La nuova riorganizzazione dei canali del digitale terrestre, annunciata dall’Arcom, segna una svolta nel panorama mediatico francese. A partire dal 6 giugno prossimo, i canali di informazione si raggrupperanno in un blocco per offrire un’esperienza più fluida agli spettatori. Parallelamente, France 4 prenderà il posto lasciato vacante da Canal+, portando a cambiamenti significativi nella numerazione dei canali. Questa iniziativa mira a migliorare l’accesso all’informazione semplificando la navigazione sui telecomandi.
Un cambiamento nella numerazione
Le modifiche apportate dall’Arcom alla numerazione dei canali del digitale terrestre promettono una maggiore leggibilità per gli spettatori. Il presidente dell’Arcom, Roch-Olivier Maistre, ha espresso il desiderio di non forzare un « grande caos », ma le riorganizzazioni in arrivo cambieranno comunque le carte in tavola. Con l’uscita di alcuni canali, in particolare Canal+, la numerazione dei canali cambierà profondamente. France 4, ad esempio, che precedentemente si trovava in posizione 14, occuperà il canale 4, rafforzando il legame tra il nome del canale e la sua posizione sul telecomando.

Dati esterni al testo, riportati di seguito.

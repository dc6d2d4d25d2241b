use anyhow::{bail, ensure};
use cgmath::{EuclideanSpace, InnerSpace, Vector3, Zero};
use tracing::{debug, trace};

use crate::geometry::{
    abs_dot, coordinate_system, distance_squared, point_from_barycentric, Bounds3f, Normal3, Ray,
    Transform, VectorExt,
};
use crate::interaction::{Interaction, SurfaceInteraction};
use crate::interval::{gamma, Point3fi};
use crate::renderer::apply_transform;
use crate::sampling::{
    bilinear_pdf, invert_spherical_triangle_sample, sample_bilinear, sample_spherical_triangle,
    sample_uniform_triangle, spherical_triangle_area,
};
use crate::shapes::{Shape, ShapeIntersection, ShapeSample, ShapeSampleContext, SolidAngleThresholds};
use crate::{difference_of_products, Float, Point2f, Point3f, Vec3f};

/// Vertex data shared by every triangle of a mesh, already transformed to render space.
pub struct TriangleMesh {
    pub n_triangles: usize,

    vertex_indices: Vec<u32>,

    p: Vec<Point3f>,

    n: Option<Vec<Normal3>>,

    uv: Option<Vec<Point2f>>,

    pub reverse_orientation: bool,

    pub transform_swaps_handedness: bool,

    pub solid_angle_thresholds: SolidAngleThresholds,
}

impl TriangleMesh {
    pub fn new(
        render_from_object: &Transform,
        reverse_orientation: bool,
        vertex_indices: Vec<u32>,
        mut p: Vec<Point3f>,
        n: Option<Vec<Normal3>>,
        uv: Option<Vec<Point2f>>,
    ) -> anyhow::Result<Self> {
        ensure!(vertex_indices.len() % 3 == 0, "mesh index count {} is not a multiple of 3", vertex_indices.len());
        let n_triangles = vertex_indices.len() / 3;
        let n_vertices = p.len();

        if let Some(&bad) = vertex_indices.iter().find(|&&i| i as usize >= n_vertices) {
            bail!("mesh vertex index {} out of range for {} vertices", bad, n_vertices);
        }
        if let Some(ref normals) = n {
            ensure!(normals.len() == n_vertices, "mesh has {} normals for {} vertices", normals.len(), n_vertices);
        }
        if let Some(ref uv) = uv {
            ensure!(uv.len() == n_vertices, "mesh has {} uvs for {} vertices", uv.len(), n_vertices);
        }

        apply_transform(&mut p, *render_from_object);

        let n = n.map(|mut normals| {
            apply_transform(&mut normals, *render_from_object);
            if reverse_orientation {
                normals.iter_mut().for_each(|n| *n = -*n);
            }
            normals
        });

        debug!(triangles = n_triangles, vertices = n_vertices, "built triangle mesh");

        Ok(Self {
            n_triangles,
            vertex_indices,
            p,
            n,
            uv,
            reverse_orientation,
            transform_swaps_handedness: render_from_object.swaps_handedness(),
            solid_angle_thresholds: SolidAngleThresholds::default(),
        })
    }

    pub fn with_solid_angle_thresholds(mut self, thresholds: SolidAngleThresholds) -> Self {
        self.solid_angle_thresholds = thresholds;
        self
    }

    pub fn vertices(&self) -> &[Point3f] {
        &self.p
    }

    pub fn has_normals(&self) -> bool {
        self.n.is_some()
    }
}

/// Barycentric coordinates and parametric distance of a ray-triangle hit.
#[derive(Clone, Copy, Debug, PartialEq)]
pub struct TriangleIntersection {
    pub b0: Float,
    pub b1: Float,
    pub b2: Float,
    pub t: Float,
}

/// Watertight ray-triangle test.
///
/// The triangle is moved into a coordinate system where the ray starts at the origin and runs
/// along +z, so that the hit test reduces to 2D edge functions that are evaluated consistently
/// for edges shared between neighbouring triangles. The returned `t` is guaranteed to be
/// greater than zero including its rounding error.
pub fn intersect_triangle(ray: &Ray, t_max: Float, p0: Point3f, p1: Point3f, p2: Point3f) -> Option<TriangleIntersection> {
    // reject degenerate triangles
    if (p2 - p0).cross(p1 - p0).magnitude2() == 0.0 {
        return None;
    }

    // translate vertices based on ray origin
    let p0t = p0 - ray.origin;
    let p1t = p1 - ray.origin;
    let p2t = p2 - ray.origin;

    // permute components so that the largest ray direction component becomes z
    let kz = ray.dir.abs().max_dimension();
    let kx = (kz + 1) % 3;
    let ky = (kx + 1) % 3;
    let perm = [kx, ky, kz];
    let d = ray.dir.permute(perm);
    let mut p0t = p0t.permute(perm);
    let mut p1t = p1t.permute(perm);
    let mut p2t = p2t.permute(perm);

    // Apply a shear transformation to align the ray with the +z axis.
    // Only shear the x and y dimensions of the vertices at first, wait to apply the z shear
    // if the ray actually intersects the triangle.
    let shear_x = -d.x / d.z;
    let shear_y = -d.y / d.z;
    let shear_z = 1.0 / d.z;
    p0t.x += shear_x * p0t.z;
    p0t.y += shear_y * p0t.z;
    p1t.x += shear_x * p1t.z;
    p1t.y += shear_y * p1t.z;
    p2t.x += shear_x * p2t.z;
    p2t.y += shear_y * p2t.z;

    // compute edge function coefficients
    let mut e0 = difference_of_products(p1t.x, p2t.y, p1t.y, p2t.x); // p1 to p2
    let mut e1 = difference_of_products(p2t.x, p0t.y, p2t.y, p0t.x); // p2 to p0
    let mut e2 = difference_of_products(p0t.x, p1t.y, p0t.y, p1t.x); // p0 to p1

    // fall back on double precision when the ray passes exactly through an edge
    if e0 == 0.0 || e1 == 0.0 || e2 == 0.0 {
        let p2txp1ty = p2t.x as f64 * p1t.y as f64;
        let p2typ1tx = p2t.y as f64 * p1t.x as f64;
        e0 = (p2typ1tx - p2txp1ty) as Float;
        let p0txp2ty = p0t.x as f64 * p2t.y as f64;
        let p0typ2tx = p0t.y as f64 * p2t.x as f64;
        e1 = (p0typ2tx - p0txp2ty) as Float;
        let p1txp0ty = p1t.x as f64 * p0t.y as f64;
        let p1typ0tx = p1t.y as f64 * p0t.x as f64;
        e2 = (p1typ0tx - p1txp0ty) as Float;
    }

    // if the edge function signs are mixed, (0, 0) lies outside the triangle
    if (e0 < 0.0 || e1 < 0.0 || e2 < 0.0) && (e0 > 0.0 || e1 > 0.0 || e2 > 0.0) {
        return None;
    }

    let det = e0 + e1 + e2;
    if det == 0.0 {
        return None;
    }

    // Compute scaled hit distance to triangle and test against ray t range
    p0t.z *= shear_z;
    p1t.z *= shear_z;
    p2t.z *= shear_z;
    let t_scaled = e0 * p0t.z + e1 * p1t.z + e2 * p2t.z;
    if det < 0.0 && (t_scaled >= 0.0 || t_scaled < t_max * det) {
        return None;
    } else if det > 0.0 && (t_scaled <= 0.0 || t_scaled > t_max * det) {
        return None;
    }

    // now we know there is a valid intersection.
    // compute barycentric coordinates and actual t value.
    let inv_det = 1.0 / det;
    let b0 = e0 * inv_det;
    let b1 = e1 * inv_det;
    let b2 = e2 * inv_det;
    let t = t_scaled * inv_det;

    // ensure that t is conservatively greater than zero
    let max_zt = Vector3::new(p0t.z, p1t.z, p2t.z).abs().max_component();
    let delta_z = gamma(3) * max_zt;

    let max_xt = Vector3::new(p0t.x, p1t.x, p2t.x).abs().max_component();
    let max_yt = Vector3::new(p0t.y, p1t.y, p2t.y).abs().max_component();
    let delta_x = gamma(5) * (max_xt + max_zt);
    let delta_y = gamma(5) * (max_yt + max_zt);

    let delta_e = 2.0 * (gamma(2) * max_xt * max_yt + delta_y * max_xt + delta_x * max_yt);

    let max_e = Vector3::new(e0, e1, e2).abs().max_component();
    let delta_t = 3.0 * (gamma(3) * max_e * max_zt + delta_e * max_zt + delta_z * max_e) * inv_det.abs();
    if t <= delta_t {
        return None;
    }

    Some(TriangleIntersection { b0, b1, b2, t })
}

/// `a * b - c * d` for a scalar times a vector, component by component.
fn difference_of_products_vec(a: Float, b: Vec3f, c: Float, d: Vec3f) -> Vec3f {
    Vec3f::new(
        difference_of_products(a, b.x, c, d.x),
        difference_of_products(a, b.y, c, d.y),
        difference_of_products(a, b.z, c, d.z),
    )
}

/// Rounding error bound of a barycentric combination of the three vertices.
fn barycentric_error(b: [Float; 3], p: &[Point3f; 3], n_ops: i32) -> Vec3f {
    let abs_sum = (b[0] * p[0].to_vec()).abs() + (b[1] * p[1].to_vec()).abs() + (b[2] * p[2].to_vec()).abs();
    abs_sum * gamma(n_ops)
}

/// A triangle referring to its vertices in a shared `TriangleMesh`.
#[derive(Clone, Copy)]
pub struct Triangle<'m> {
    mesh: &'m TriangleMesh,
    tri_index: usize,
}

Un blocco dedicato ai canali d’informazione
Uno dei cambiamenti principali è la creazione di un blocco di canali d’informazione, che raggrupperà BFMTV, CNews, LCI e Franceinfo, dal canale 13 al canale 16. Questo nuovo assetto mira a offrire un accesso più semplice e coerente alle diverse offerte d’informazione, enfatizzando la *pluralità* delle fonti. Roch-Olivier Maistre ha sottolineato che l’interesse del pubblico ha guidato questa decisione, per allestire una presentazione logica e fluida dei contenuti.
Le ripercussioni su BFMTV
Il canale BFMTV si trova al centro di questa riorganizzazione e ha espresso il proprio malcontento riguardo alla creazione di un blocco di canali d’informazione. Secondo alcune analisi, questa riconfigurazione potrebbe comportare una significativa diminuzione dell’audience di circa il 15%. Mentre BFMTV sperava di mantenere la propria posizione dominante, ora si vede relegata alla 13ª posizione, subito dopo CNews che occuperà il canale 14. Nonostante ciò, esperti sottolineano che la linea editoriale e la qualità della programmazione rimarranno essenziali per catturare l’attenzione degli spettatori.
La reazione dei canali uscenti
L’uscita di C8 e NRJ 12, che lasceranno rispettivamente il loro posto in posizione 8 e 12, ha suscitato reazioni. Questi posizionamenti saranno attribuiti a LCP/Public Sénat e Gulli, ampliando la gamma di canali disponibili per gli utenti. Questa iniziativa si propone di essere vantaggiosa sia per i giovani che per l’informazione politica. Tuttavia, ricorsi legali riguardo a queste decisioni rimangono possibili, poiché alcuni canali, come BFMTV, si dichiarano svantaggiati da queste modifiche.
Un nuovo panorama audiovisivo
La numerazione aggiornata, che avrà inizio il 6 giugno, introdurrà un nuovo panorama audiovisivo. Ecco un estratto: TF1 (1), France 2 (2), France 3 (3), France 4 (4), France 5 (5), M6 (6), Arte (7), LCP/Public Sénat (8), W9 (9), TMC (10), TFX (11), Gulli (12), BFMTV (13), CNews (14), LCI (15), Franceinfo (16), CStar (17), CMI TV (18), OFTV (19) e molti altri. Questo cambiamento segnerà una tappa importante nell’evoluzione dei canali televisivi e nell’organizzazione dello spazio audiovisivo francese.